TASK DIRECTIONS ▸
Bring together all lines of the material below that contain the string "ResourceData".
----- RAW DATA
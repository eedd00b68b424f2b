//! `huaweicloud_ces_alarm_template`

use std::collections::BTreeMap;

use async_trait::async_trait;
use hwcloud_sdk::request::value_ignore_empty;
use hwcloud_sdk::services::ces;
use serde_json::{Value, json};

use crate::common::check_deleted;
use crate::config::Config;
use crate::error::{ProviderError, ProviderResult, ResultExt};
use crate::resource_data::ResourceData;
use crate::schema::{Schema, SchemaMap, enable_force_new_schema, region_schema};
use crate::traits::Resource;

pub struct CesAlarmTemplate;

fn hierarchical_value_schema() -> Schema {
    Schema::block_list(BTreeMap::from([
        ("critical", Schema::float().optional()),
        ("major", Schema::float().optional()),
        ("minor", Schema::float().optional()),
        ("info", Schema::float().optional()),
    ]))
    .optional()
    .max_items(1)
}

fn policy_schema() -> Schema {
    Schema::block_list(BTreeMap::from([
        ("namespace", Schema::string().required()),
        ("metric_name", Schema::string().required()),
        ("period", Schema::int().required()),
        ("filter", Schema::string().required()),
        ("comparison_operator", Schema::string().required()),
        ("count", Schema::int().required()),
        ("suppress_duration", Schema::int().required()),
        ("value", Schema::int().optional().computed()),
        ("hierarchical_value", hierarchical_value_schema()),
        ("alarm_level", Schema::int().optional().computed()),
        ("unit", Schema::string().optional().computed()),
        ("dimension_name", Schema::string().optional()),
    ]))
    .required()
    .min_items(1)
}

fn build_hierarchical_value(raw: &Value) -> Value {
    match raw.as_array().map(Vec::as_slice) {
        Some([v]) => json!({
            "critical": value_ignore_empty(v["critical"].clone()),
            "major": value_ignore_empty(v["major"].clone()),
            "minor": value_ignore_empty(v["minor"].clone()),
            "info": value_ignore_empty(v["info"].clone()),
        }),
        _ => Value::Null,
    }
}

fn build_policies(d: &ResourceData) -> Value {
    let policies: Vec<Value> = d
        .get_list("policies")
        .iter()
        .map(|p| {
            json!({
                "namespace": value_ignore_empty(p["namespace"].clone()),
                "dimension_name": value_ignore_empty(p["dimension_name"].clone()),
                "metric_name": value_ignore_empty(p["metric_name"].clone()),
                "period": p["period"],
                "filter": value_ignore_empty(p["filter"].clone()),
                "comparison_operator": value_ignore_empty(p["comparison_operator"].clone()),
                "value": p["value"],
                "hierarchical_value": build_hierarchical_value(&p["hierarchical_value"]),
                "unit": value_ignore_empty(p["unit"].clone()),
                "count": value_ignore_empty(p["count"].clone()),
                "alarm_level": value_ignore_empty(p["alarm_level"].clone()),
                "suppress_duration": p["suppress_duration"],
            })
        })
        .collect();
    value_ignore_empty(Value::Array(policies))
}

fn build_create_body(d: &ResourceData) -> Value {
    json!({
        "template_name": d.get_string("name"),
        "template_type": value_ignore_empty(d.get("type").clone()),
        "template_description": value_ignore_empty(d.get("description").clone()),
        "is_overwrite": value_ignore_empty(d.get("is_overwrite").clone()),
        "policies": build_policies(d),
    })
}

fn build_update_body(d: &ResourceData) -> Value {
    json!({
        "template_name": d.get_string("name"),
        "template_type": value_ignore_empty(d.get("type").clone()),
        "template_description": value_ignore_empty(d.get("description").clone()),
        "policies": build_policies(d),
    })
}

/// Policies for state. `hierarchical_value` is only kept where the configuration sets it.
fn flatten_policies(d: &ResourceData, body: &Value) -> Value {
    let policies = body["policies"].as_array().cloned().unwrap_or_default();
    Value::Array(
        policies
            .iter()
            .enumerate()
            .map(|(i, p)| {
                let configured = d.get_ok(&format!("policies.{i}.hierarchical_value")).is_some();
                let hierarchical = match &p["hierarchical_value"] {
                    h if configured && !h.is_null() => json!([{
                        "critical": h["critical"],
                        "major": h["major"],
                        "minor": h["minor"],
                        "info": h["info"],
                    }]),
                    _ => Value::Null,
                };
                json!({
                    "namespace": p["namespace"],
                    "dimension_name": p["dimension_name"],
                    "metric_name": p["metric_name"],
                    "period": p["period"],
                    "filter": p["filter"],
                    "comparison_operator": p["comparison_operator"],
                    "value": p["value"],
                    "hierarchical_value": hierarchical,
                    "unit": p["unit"],
                    "count": p["count"],
                    "alarm_level": p["alarm_level"],
                    "suppress_duration": p["suppress_duration"],
                })
            })
            .collect(),
    )
}

#[async_trait]
impl Resource for CesAlarmTemplate {
    fn type_name(&self) -> &'static str {
        "huaweicloud_ces_alarm_template"
    }

    fn schema(&self) -> SchemaMap {
        BTreeMap::from([
            ("region", region_schema()),
            ("name", Schema::string().required().description("Specifies the name of the CES alarm template.")),
            ("policies", policy_schema()),
            ("type", Schema::int().optional().description("Specifies the type of the CES alarm template.")),
            ("description", Schema::string().optional().computed()),
            ("is_overwrite", Schema::bool().optional().computed()),
            ("delete_associate_alarm", Schema::bool().optional()),
            ("enable_force_new", enable_force_new_schema()),
            ("association_alarm_total", Schema::int().computed()),
        ])
    }

    fn non_updatable_params(&self) -> &'static [&'static str] {
        &["type", "is_overwrite"]
    }

    async fn create(&self, cfg: &Config, d: &mut ResourceData) -> ProviderResult<()> {
        let region = cfg.get_region(d);
        let client = cfg
            .new_service_client("ces", &region)
            .await
            .context("error creating CES client")?;

        let resp = ces::create_template(&client, build_create_body(d))
            .await
            .context("error creating CES alarm template")?;
        let id = resp["template_id"]
            .as_str()
            .filter(|s| !s.is_empty())
            .ok_or_else(|| {
                ProviderError::Serialization("error creating CES alarm template: ID is not found in API response".to_string())
            })?;
        d.set_id(id);
        Ok(())
    }

    async fn read(&self, cfg: &Config, d: &mut ResourceData) -> ProviderResult<()> {
        let region = cfg.get_region(d);
        let client = cfg
            .new_service_client("ces", &region)
            .await
            .context("error creating CES client")?;
        let body = match ces::get_template(&client, d.id()).await {
            Ok(b) => b,
            Err(e) => return check_deleted(d, e, "error retrieving CES alarm template"),
        };

        let template_type = ces::template_type_code(body["template_type"].as_str().unwrap_or_default());
        let policies = flatten_policies(d, &body);
        d.set("region", region)?;
        d.set("name", body["template_name"].clone())?;
        d.set("type", template_type)?;
        d.set("description", body["template_description"].clone())?;
        d.set("association_alarm_total", body["association_alarm_total"].clone())?;
        d.set("policies", policies)?;
        Ok(())
    }

    async fn update(&self, cfg: &Config, d: &mut ResourceData) -> ProviderResult<()> {
        if !d.has_changes(&["name", "description", "policies"]) {
            return Ok(());
        }
        let region = cfg.get_region(d);
        let client = cfg
            .new_service_client("ces", &region)
            .await
            .context("error creating CES client")?;
        ces::update_template(&client, d.id(), build_update_body(d))
            .await
            .context("error updating CES alarm template")?;
        Ok(())
    }

    async fn delete(&self, cfg: &Config, d: &mut ResourceData) -> ProviderResult<()> {
        let region = cfg.get_region(d);
        let client = cfg
            .new_service_client("ces", &region)
            .await
            .context("error creating CES client")?;
        ces::delete_template(&client, d.id(), d.get_bool("delete_associate_alarm"))
            .await
            .context("error deleting CES alarm template")?;
        Ok(())
    }
}

#[cfg(test)]
mod tests {
    use hwcloud_sdk::request::remove_nil;

    use super::*;
    use crate::test_utils::{changed_data, new_data};

    fn raw() -> Value {
        json!({
            "name": "tpl-1",
            "policies": [{
                "namespace": "SYS.ECS",
                "metric_name": "cpu_util",
                "period": 1,
                "filter": "average",
                "comparison_operator": ">",
                "count": 3,
                "suppress_duration": 0,
                "value": 80,
                "unit": "%",
            }],
        })
    }

    #[test]
    fn create_body_drops_empty_fields() {
        let d = new_data(CesAlarmTemplate.schema(), &raw());
        let body = remove_nil(build_create_body(&d));
        assert_eq!(body["template_name"], "tpl-1");
        assert!(body.get("template_type").is_none());
        assert!(body.get("is_overwrite").is_none());
        let policy = &body["policies"][0];
        assert_eq!(policy["suppress_duration"], 0);
        assert_eq!(policy["value"], 80);
        assert!(policy.get("dimension_name").is_none());
        assert!(policy.get("hierarchical_value").is_none());
    }

    #[test]
    fn hierarchical_value_needs_single_block() {
        assert_eq!(
            remove_nil(build_hierarchical_value(&json!([{"critical": 90.0, "major": 0.0}]))),
            json!({"critical": 90.0})
        );
        assert_eq!(build_hierarchical_value(&json!([])), Value::Null);
    }

    #[test]
    fn update_body_leaves_out_overwrite() {
        let mut planned = raw();
        planned["name"] = json!("tpl-2");
        planned["is_overwrite"] = json!(true);
        let d = changed_data(CesAlarmTemplate.schema(), "at-1", &raw(), &planned);
        let body = remove_nil(build_update_body(&d));
        assert_eq!(body["template_name"], "tpl-2");
        assert!(body.get("is_overwrite").is_none());
    }

    #[test]
    fn flatten_skips_unconfigured_hierarchy() {
        let d = new_data(CesAlarmTemplate.schema(), &raw());
        let body = json!({"policies": [{"metric_name": "cpu_util", "hierarchical_value": {"critical": 1.0}}]});
        let policies = flatten_policies(&d, &body);
        assert_eq!(policies[0]["metric_name"], "cpu_util");
        assert_eq!(policies[0]["hierarchical_value"], Value::Null);
    }
}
----------
RESPONSE AREA ▸
use crate::resource_data::ResourceData;
fn build_policies(d: &ResourceData) -> Value {
fn build_create_body(d: &ResourceData) -> Value {
fn build_update_body(d: &ResourceData) -> Value {
fn flatten_policies(d: &ResourceData, body: &Value) -> Value {
    async fn create(&self, cfg: &Config, d: &mut ResourceData) -> ProviderResult<()> {
    async fn read(&self, cfg: &Config, d: &mut ResourceData) -> ProviderResult<()> {
    async fn update(&self, cfg: &Config, d: &mut ResourceData) -> ProviderResult<()> {
    async fn delete(&self, cfg: &Config, d: &mut ResourceData) -> ProviderResult<()> {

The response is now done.